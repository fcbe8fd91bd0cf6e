use std::collections::{BTreeMap, HashMap};

use hotitems_job::{
    CollectSink, HotItemsJob, JobConfig, RankingReport, ReportSink, UserBehavior, WriterSink,
    read_behaviors,
};

const MINUTE: i64 = 60;

fn config(window_minutes: u64, slide_minutes: u64, top_n: usize) -> JobConfig {
    JobConfig {
        window_length_minutes: window_minutes,
        slide_minutes,
        top_n,
        ..JobConfig::default()
    }
}

fn pv(item_id: i64, timestamp: i64) -> UserBehavior {
    UserBehavior::new(1, item_id, 1, "pv", timestamp)
}

fn run(config: JobConfig, events: Vec<UserBehavior>) -> Vec<RankingReport> {
    let job = HotItemsJob::new(config).unwrap();
    let mut sink = CollectSink::new();
    let summary = job.run(events, &mut sink).unwrap();
    assert!(!summary.cancelled);
    sink.into_reports()
}

fn ranks(report: &RankingReport) -> Vec<(i64, u64)> {
    report
        .entries
        .iter()
        .map(|e| (e.item_id, e.view_count))
        .collect()
}

fn lcg_next(state: &mut u64) -> u64 {
    *state = state.wrapping_mul(6364136223846793005).wrapping_add(1442695040888963407);
    *state >> 33
}

/// Ascending event stream over a few hours with a skewed item distribution.
fn gen_events(seed: u64, n: usize, num_items: u64) -> Vec<UserBehavior> {
    let mut state = seed;
    let mut ts = 1_511_658_000;
    let mut out = Vec::with_capacity(n);
    for _ in 0..n {
        ts += (lcg_next(&mut state) % 20) as i64;
        let a = lcg_next(&mut state) % num_items;
        let b = lcg_next(&mut state) % num_items;
        let item = a.min(b) as i64;
        let behavior = match lcg_next(&mut state) % 10 {
            0 => "buy",
            1 => "cart",
            _ => "pv",
        };
        out.push(UserBehavior::new(
            (lcg_next(&mut state) % 1000) as i64,
            item,
            (item % 7) as i32,
            behavior,
            ts,
        ));
    }
    out
}

/// Per window end, the exact view count of every item in `[end - L, end)`.
fn expected_counts(events: &[UserBehavior], config: &JobConfig) -> BTreeMap<i64, HashMap<i64, u64>> {
    let size = config.window_length_minutes as i64 * MINUTE * 1000;
    let slide = config.slide_minutes as i64 * MINUTE * 1000;
    let mut out: BTreeMap<i64, HashMap<i64, u64>> = BTreeMap::new();
    for event in events.iter().filter(|e| e.behavior == config.filter_action) {
        let t = event.event_time_ms().unwrap();
        let mut end = t - t.rem_euclid(slide) + slide;
        while end - size <= t {
            *out.entry(end).or_default().entry(event.item_id).or_default() += 1;
            end += slide;
        }
    }
    out
}

fn check_against_oracle(reports: &[RankingReport], events: &[UserBehavior], config: &JobConfig) {
    let expected = expected_counts(events, config);
    let mut seen = BTreeMap::new();
    for report in reports {
        assert!(
            seen.insert(report.window_end, ()).is_none(),
            "window {} reported twice",
            report.window_end
        );
        let counts = &expected[&report.window_end];
        assert_eq!(report.entries.len(), config.top_n.min(counts.len()));

        let listed: Vec<u64> = report.entries.iter().map(|e| e.view_count).collect();
        assert!(listed.windows(2).all(|w| w[0] >= w[1]), "not descending: {:?}", listed);

        let mut all: Vec<u64> = counts.values().copied().collect();
        all.sort_unstable_by(|a, b| b.cmp(a));
        all.truncate(config.top_n);
        assert_eq!(listed, all, "window {}", report.window_end);

        for (rank, entry) in report.entries.iter().enumerate() {
            assert_eq!(entry.rank, rank);
            assert_eq!(counts[&entry.item_id], entry.view_count);
        }
    }
    assert_eq!(
        seen.keys().collect::<Vec<_>>(),
        expected.keys().collect::<Vec<_>>()
    );
}

#[test]
fn test_single_tumbling_window_ranks_items() {
    let reports = run(config(1, 1, 2), vec![pv(1, 0), pv(1, 1), pv(2, 2)]);
    assert_eq!(reports.len(), 1);
    assert_eq!(reports[0].window_end, 60_000);
    assert_eq!(ranks(&reports[0]), vec![(1, 2), (2, 1)]);
}

#[test]
fn test_non_view_behaviors_are_ignored() {
    let job = HotItemsJob::new(config(1, 1, 10)).unwrap();
    let mut sink = CollectSink::new();
    let events = vec![pv(1, 0), UserBehavior::new(1, 2, 1, "buy", 1), pv(1, 2)];
    let summary = job.run(events, &mut sink).unwrap();

    let reports = sink.into_reports();
    assert_eq!(reports.len(), 1);
    assert_eq!(ranks(&reports[0]), vec![(1, 2)]);
    assert_eq!(summary.metrics.events_read, 3);
    assert_eq!(summary.metrics.events_filtered, 1);
    assert_eq!(summary.metrics.window_results, 1);
    assert_eq!(summary.metrics.reports_emitted, 1);
}

#[test]
fn test_overlapping_windows_count_independently() {
    let events = vec![pv(9, 12 * MINUTE), pv(9, 17 * MINUTE)];
    let reports = run(config(60, 5, 10), events);

    assert_eq!(reports.len(), 13);
    let by_end: BTreeMap<i64, Vec<(i64, u64)>> =
        reports.iter().map(|r| (r.window_end, ranks(r))).collect();
    assert_eq!(by_end.len(), 13);

    let first_end = 15 * MINUTE * 1000;
    let last_end = 75 * MINUTE * 1000;
    assert_eq!(by_end[&first_end], vec![(9, 1)]);
    assert_eq!(by_end[&last_end], vec![(9, 1)]);
    for (end, ranked) in &by_end {
        if *end != first_end && *end != last_end {
            assert_eq!(ranked, &vec![(9, 2)], "window {}", end);
        }
    }
    let ends: Vec<_> = reports.iter().map(|r| r.window_end).collect();
    assert!(ends.windows(2).all(|w| w[0] < w[1]), "single ranker reports in order");
}

#[test]
fn test_under_populated_window_is_clamped() {
    let reports = run(config(1, 1, 10), vec![pv(5, 0), pv(6, 10), pv(5, 20)]);
    assert_eq!(ranks(&reports[0]), vec![(5, 2), (6, 1)]);
}

#[test]
fn test_generated_stream_matches_brute_force() {
    let events = gen_events(7, 3_000, 40);
    let config = config(60, 5, 5);
    let reports = run(config.clone(), events.clone());
    assert!(reports.len() > 12);
    check_against_oracle(&reports, &events, &config);
}

#[test]
fn test_parallel_tasks_deliver_complete_windows() {
    let events = gen_events(42, 5_000, 60);
    let config = JobConfig {
        window_parallelism: 4,
        ranker_parallelism: 3,
        channel_capacity: 8,
        ..config(30, 5, 4)
    };
    let reports = run(config.clone(), events.clone());
    check_against_oracle(&reports, &events, &config);

    let sequential = run(
        JobConfig {
            window_parallelism: 1,
            ranker_parallelism: 1,
            ..config.clone()
        },
        events,
    );
    let key = |r: &RankingReport| {
        (
            r.window_end,
            r.entries.iter().map(|e| e.view_count).collect::<Vec<_>>(),
        )
    };
    let mut parallel: Vec<_> = reports.iter().map(key).collect();
    parallel.sort();
    let sequential: Vec<_> = sequential.iter().map(key).collect();
    assert_eq!(parallel, sequential);
}

#[test]
fn test_out_of_order_event_is_dropped_as_late() {
    let job = HotItemsJob::new(config(1, 1, 10)).unwrap();
    let mut sink = CollectSink::new();
    let summary = job
        .run(vec![pv(1, 0), pv(2, 120), pv(3, 5)], &mut sink)
        .unwrap();

    let reports = sink.into_reports();
    assert_eq!(reports.len(), 2);
    assert_eq!(ranks(&reports[0]), vec![(1, 1)]);
    assert_eq!(ranks(&reports[1]), vec![(2, 1)]);
    assert_eq!(summary.metrics.out_of_order_events, 1);
    assert_eq!(summary.metrics.late_events, 1);
}

#[test]
fn test_cancel_before_start_reports_nothing() {
    let job = HotItemsJob::new(config(1, 1, 10)).unwrap();
    job.cancel_handle().cancel();
    let mut sink = CollectSink::new();
    let summary = job.run(vec![pv(1, 0), pv(1, 70)], &mut sink).unwrap();
    assert!(summary.cancelled);
    assert!(sink.reports().is_empty());
    assert_eq!(summary.metrics.events_read, 0);
}

#[test]
fn test_cancel_drops_open_windows() {
    let job = HotItemsJob::new(config(1, 1, 10)).unwrap();
    let handle = job.cancel_handle();
    let events = vec![pv(1, 0), pv(1, 30), pv(2, 61), pv(3, 125), pv(3, 200)];
    let stream = events.into_iter().enumerate().map(move |(idx, event)| {
        if idx == 3 {
            handle.cancel();
        }
        event
    });

    let mut sink = CollectSink::new();
    let summary = job.run(stream, &mut sink).unwrap();
    assert!(summary.cancelled);
    assert_eq!(summary.metrics.events_read, 3);

    let reports = sink.into_reports();
    assert_eq!(reports.len(), 1);
    assert_eq!(reports[0].window_end, 60_000);
    assert_eq!(ranks(&reports[0]), vec![(1, 2)]);
}

#[test]
fn test_csv_to_text_report() {
    let csv = "\
1,1,1,pv,0
2,1,1,pv,1
bad line
3,2,1,pv,2
4,3,1,fav,3
";
    let job = HotItemsJob::new(config(1, 1, 2)).unwrap();
    let mut sink = WriterSink::new(Vec::new());
    let events = read_behaviors(csv.as_bytes(), job.metrics());
    let summary = job.run(events, &mut sink).unwrap();

    let text = String::from_utf8(sink.into_inner()).unwrap();
    assert_eq!(
        text,
        "\
====================================
Time: 1970-01-01 00:00:59.999
No0:  ItemID=1  Views=2
No1:  ItemID=2  Views=1
====================================

"
    );
    assert_eq!(summary.metrics.malformed_records, 1);
    assert_eq!(summary.metrics.events_filtered, 1);
}

#[test]
fn test_quoted_csv_fields_are_counted() {
    let csv = "1,7,1,\"pv\",0\n2,7,1,pv,1\n\"3\",8,1,pv,70\n";
    let job = HotItemsJob::new(config(1, 1, 3)).unwrap();
    let mut sink = CollectSink::new();
    let events = read_behaviors(csv.as_bytes(), job.metrics());
    let summary = job.run(events, &mut sink).unwrap();

    let reports = sink.into_reports();
    assert_eq!(reports.len(), 2);
    assert_eq!(reports[0].window_end, 60_000);
    assert_eq!(ranks(&reports[0]), vec![(7, 2)]);
    assert_eq!(reports[1].window_end, 120_000);
    assert_eq!(ranks(&reports[1]), vec![(8, 1)]);
    assert_eq!(summary.metrics.malformed_records, 0);
}

#[test]
fn test_timestamp_at_end_of_time_does_not_fail_the_job() {
    let reports = run(config(60, 5, 3), vec![pv(1, i64::MAX / 1000)]);
    assert!(reports.is_empty());

    let job = HotItemsJob::new(config(1, 1, 3)).unwrap();
    let mut sink = CollectSink::new();
    let events = vec![pv(3, 0), pv(1, i64::MAX / 1000), pv(2, i64::MAX), pv(4, i64::MIN)];
    let summary = job.run(events, &mut sink).unwrap();

    let reports = sink.into_reports();
    assert_eq!(reports.len(), 1);
    assert_eq!(reports[0].window_end, 60_000);
    assert_eq!(ranks(&reports[0]), vec![(3, 1)]);
    // Seconds that overflow milliseconds never reach the source.
    assert_eq!(summary.metrics.malformed_records, 2);
    assert_eq!(summary.metrics.events_read, 2);
    // No window around i64::MAX fits in the time range.
    assert_eq!(summary.metrics.late_events, 1);
}

struct FailingSink;

impl ReportSink for FailingSink {
    fn emit(&mut self, _report: &RankingReport) -> anyhow::Result<()> {
        anyhow::bail!("disk full")
    }
}

#[test]
fn test_sink_failure_is_reported_by_its_task() {
    let config = JobConfig {
        window_parallelism: 3,
        ranker_parallelism: 2,
        channel_capacity: 1,
        ..config(10, 1, 3)
    };
    let job = HotItemsJob::new(config).unwrap();
    let err = job.run(gen_events(7, 2_000, 40), &mut FailingSink).unwrap_err();
    assert_eq!(format!("{err:#}"), "hot items job failed in collector: disk full");
}

#[test]
fn test_invalid_config_is_rejected() {
    assert!(HotItemsJob::new(config(5, 10, 3)).is_err());
    assert!(HotItemsJob::new(config(60, 5, 0)).is_err());
}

┄┄┄┄┄┄┄┄┄┄

Your instructions — Tell how many lines in the listing include the string "full", and write nothing but that number.

Result of the exercise — 2